* **About this task**
For the material that follows, state the number of lines where "CatalogDetail" occurs, and add nothing.

* **Extracted material**
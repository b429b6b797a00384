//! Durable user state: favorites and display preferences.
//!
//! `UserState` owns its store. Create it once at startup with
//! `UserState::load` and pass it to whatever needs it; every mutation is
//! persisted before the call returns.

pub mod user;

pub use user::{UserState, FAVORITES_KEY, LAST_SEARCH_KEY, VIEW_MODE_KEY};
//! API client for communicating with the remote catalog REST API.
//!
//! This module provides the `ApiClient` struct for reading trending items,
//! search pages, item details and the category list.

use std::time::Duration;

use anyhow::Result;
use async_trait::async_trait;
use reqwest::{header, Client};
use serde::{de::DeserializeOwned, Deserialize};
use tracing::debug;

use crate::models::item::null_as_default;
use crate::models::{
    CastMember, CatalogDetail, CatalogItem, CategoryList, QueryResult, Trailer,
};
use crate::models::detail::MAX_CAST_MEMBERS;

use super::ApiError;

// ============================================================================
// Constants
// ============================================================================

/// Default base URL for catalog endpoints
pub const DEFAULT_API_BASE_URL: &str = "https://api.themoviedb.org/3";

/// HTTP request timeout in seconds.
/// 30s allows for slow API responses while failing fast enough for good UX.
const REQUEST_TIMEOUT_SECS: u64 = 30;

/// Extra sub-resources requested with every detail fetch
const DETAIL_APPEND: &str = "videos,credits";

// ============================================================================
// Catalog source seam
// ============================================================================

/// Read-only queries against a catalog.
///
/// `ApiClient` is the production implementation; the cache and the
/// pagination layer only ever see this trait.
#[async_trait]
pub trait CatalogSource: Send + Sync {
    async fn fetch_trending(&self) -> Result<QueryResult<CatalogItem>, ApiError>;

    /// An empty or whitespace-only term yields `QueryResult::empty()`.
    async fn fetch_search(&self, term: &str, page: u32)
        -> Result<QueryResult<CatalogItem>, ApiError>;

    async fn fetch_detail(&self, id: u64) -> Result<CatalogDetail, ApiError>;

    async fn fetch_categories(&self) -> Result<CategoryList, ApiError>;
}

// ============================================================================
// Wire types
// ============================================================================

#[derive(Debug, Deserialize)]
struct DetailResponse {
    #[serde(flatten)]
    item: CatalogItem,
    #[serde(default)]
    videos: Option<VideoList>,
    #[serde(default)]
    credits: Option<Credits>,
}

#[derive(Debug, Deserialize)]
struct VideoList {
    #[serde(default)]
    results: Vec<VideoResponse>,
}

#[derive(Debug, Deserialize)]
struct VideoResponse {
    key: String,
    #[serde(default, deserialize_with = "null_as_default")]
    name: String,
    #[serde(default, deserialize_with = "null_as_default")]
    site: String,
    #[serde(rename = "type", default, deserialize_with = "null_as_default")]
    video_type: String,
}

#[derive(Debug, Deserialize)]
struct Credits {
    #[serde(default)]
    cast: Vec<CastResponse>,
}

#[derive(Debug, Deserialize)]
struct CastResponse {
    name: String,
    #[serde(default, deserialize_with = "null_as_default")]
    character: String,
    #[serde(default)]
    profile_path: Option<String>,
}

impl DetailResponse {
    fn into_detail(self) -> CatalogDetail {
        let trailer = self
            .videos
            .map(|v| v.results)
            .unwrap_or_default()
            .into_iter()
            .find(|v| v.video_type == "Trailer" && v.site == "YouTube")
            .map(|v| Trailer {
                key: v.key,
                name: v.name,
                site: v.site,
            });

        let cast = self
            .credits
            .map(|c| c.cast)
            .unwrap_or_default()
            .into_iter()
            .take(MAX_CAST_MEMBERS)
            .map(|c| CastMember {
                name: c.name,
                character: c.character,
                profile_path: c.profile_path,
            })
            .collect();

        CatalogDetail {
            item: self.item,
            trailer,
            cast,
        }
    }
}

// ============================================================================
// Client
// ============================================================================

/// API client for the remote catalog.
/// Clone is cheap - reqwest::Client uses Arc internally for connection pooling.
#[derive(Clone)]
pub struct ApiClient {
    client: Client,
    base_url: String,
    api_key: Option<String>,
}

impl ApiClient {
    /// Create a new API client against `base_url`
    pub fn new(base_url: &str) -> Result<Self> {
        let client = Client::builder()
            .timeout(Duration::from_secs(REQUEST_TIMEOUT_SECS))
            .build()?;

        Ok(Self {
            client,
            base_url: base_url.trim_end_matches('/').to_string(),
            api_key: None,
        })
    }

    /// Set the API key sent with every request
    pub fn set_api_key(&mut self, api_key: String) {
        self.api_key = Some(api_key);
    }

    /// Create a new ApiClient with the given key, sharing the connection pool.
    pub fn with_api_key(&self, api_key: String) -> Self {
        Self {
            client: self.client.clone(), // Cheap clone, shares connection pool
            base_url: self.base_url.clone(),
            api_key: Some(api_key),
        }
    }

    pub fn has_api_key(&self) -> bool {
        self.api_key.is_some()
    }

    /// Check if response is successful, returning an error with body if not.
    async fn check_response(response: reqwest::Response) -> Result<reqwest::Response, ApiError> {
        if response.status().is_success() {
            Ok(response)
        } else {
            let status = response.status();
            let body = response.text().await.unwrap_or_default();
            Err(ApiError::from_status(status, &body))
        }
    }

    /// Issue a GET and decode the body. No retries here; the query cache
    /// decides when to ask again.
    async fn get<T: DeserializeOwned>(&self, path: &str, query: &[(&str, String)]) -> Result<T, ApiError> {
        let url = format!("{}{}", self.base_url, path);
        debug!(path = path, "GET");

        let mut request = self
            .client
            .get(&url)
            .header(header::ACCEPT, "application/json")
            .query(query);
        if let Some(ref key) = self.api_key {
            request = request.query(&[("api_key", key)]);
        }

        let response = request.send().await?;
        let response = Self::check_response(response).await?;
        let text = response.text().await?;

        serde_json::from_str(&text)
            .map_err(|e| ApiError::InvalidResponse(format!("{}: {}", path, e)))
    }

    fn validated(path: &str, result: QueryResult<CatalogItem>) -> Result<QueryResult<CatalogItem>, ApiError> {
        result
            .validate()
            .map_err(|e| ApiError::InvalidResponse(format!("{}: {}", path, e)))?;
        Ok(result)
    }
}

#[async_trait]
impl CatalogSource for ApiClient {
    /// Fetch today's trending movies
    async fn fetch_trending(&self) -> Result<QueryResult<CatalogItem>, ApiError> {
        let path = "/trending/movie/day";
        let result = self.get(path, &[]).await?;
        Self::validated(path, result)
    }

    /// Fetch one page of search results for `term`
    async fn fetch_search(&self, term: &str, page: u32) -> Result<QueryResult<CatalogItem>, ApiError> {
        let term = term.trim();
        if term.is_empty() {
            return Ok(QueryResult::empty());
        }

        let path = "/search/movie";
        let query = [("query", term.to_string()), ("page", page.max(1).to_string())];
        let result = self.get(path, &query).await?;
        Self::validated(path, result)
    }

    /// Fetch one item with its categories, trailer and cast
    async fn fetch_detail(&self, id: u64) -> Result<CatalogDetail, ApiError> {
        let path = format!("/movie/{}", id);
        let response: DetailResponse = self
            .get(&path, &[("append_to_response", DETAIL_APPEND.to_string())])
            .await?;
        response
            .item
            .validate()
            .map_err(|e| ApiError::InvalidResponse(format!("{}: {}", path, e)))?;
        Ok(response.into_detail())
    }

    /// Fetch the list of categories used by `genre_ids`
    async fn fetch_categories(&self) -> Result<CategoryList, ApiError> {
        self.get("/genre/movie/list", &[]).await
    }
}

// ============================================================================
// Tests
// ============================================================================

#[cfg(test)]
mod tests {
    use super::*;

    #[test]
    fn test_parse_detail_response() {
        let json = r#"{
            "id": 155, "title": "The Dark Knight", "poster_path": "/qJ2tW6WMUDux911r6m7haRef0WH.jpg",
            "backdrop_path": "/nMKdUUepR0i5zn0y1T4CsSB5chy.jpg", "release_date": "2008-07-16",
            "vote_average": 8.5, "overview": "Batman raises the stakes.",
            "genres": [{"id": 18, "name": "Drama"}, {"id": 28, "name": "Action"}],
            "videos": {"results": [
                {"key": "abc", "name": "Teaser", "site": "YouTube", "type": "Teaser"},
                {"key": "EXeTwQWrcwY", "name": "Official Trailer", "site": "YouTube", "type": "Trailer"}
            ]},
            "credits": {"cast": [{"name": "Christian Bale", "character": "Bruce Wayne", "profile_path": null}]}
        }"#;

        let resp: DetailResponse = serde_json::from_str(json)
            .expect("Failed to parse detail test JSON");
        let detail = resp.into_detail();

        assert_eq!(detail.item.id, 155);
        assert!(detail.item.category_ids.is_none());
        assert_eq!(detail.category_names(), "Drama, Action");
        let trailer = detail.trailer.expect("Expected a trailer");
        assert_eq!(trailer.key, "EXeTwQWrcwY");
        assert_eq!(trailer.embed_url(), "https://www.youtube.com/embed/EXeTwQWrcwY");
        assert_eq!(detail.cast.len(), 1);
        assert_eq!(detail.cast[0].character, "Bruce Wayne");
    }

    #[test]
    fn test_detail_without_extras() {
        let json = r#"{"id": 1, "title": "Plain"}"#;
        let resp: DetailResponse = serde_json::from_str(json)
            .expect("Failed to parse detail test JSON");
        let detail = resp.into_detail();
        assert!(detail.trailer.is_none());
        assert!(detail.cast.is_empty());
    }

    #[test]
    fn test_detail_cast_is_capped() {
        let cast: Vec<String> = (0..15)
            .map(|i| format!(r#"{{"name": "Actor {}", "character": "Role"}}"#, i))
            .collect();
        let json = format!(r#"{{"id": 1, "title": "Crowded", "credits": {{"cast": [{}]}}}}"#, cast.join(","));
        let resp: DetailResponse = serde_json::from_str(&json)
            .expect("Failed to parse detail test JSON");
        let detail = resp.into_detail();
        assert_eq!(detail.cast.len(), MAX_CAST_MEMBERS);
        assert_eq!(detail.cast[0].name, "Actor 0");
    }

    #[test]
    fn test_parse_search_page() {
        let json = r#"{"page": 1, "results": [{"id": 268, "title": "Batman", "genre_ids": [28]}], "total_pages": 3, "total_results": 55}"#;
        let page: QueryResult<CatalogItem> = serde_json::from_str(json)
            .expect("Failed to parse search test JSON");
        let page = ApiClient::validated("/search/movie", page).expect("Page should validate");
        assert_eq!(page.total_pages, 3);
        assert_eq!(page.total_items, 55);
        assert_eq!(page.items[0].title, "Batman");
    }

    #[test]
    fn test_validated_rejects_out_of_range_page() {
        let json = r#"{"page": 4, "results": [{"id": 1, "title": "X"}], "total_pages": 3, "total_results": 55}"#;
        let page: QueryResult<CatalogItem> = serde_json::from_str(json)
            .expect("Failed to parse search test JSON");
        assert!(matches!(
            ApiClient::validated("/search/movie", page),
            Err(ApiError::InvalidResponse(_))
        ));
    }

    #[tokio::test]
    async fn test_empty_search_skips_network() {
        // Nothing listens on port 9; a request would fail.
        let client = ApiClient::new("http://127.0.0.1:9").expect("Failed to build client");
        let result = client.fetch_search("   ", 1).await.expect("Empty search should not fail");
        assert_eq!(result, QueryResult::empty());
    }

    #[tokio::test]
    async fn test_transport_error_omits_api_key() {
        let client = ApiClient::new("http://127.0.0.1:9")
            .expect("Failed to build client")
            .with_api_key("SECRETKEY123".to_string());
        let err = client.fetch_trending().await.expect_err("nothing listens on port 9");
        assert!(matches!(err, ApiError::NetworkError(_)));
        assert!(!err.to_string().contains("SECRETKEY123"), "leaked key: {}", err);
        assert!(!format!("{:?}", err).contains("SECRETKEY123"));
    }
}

* **Response to this task**
5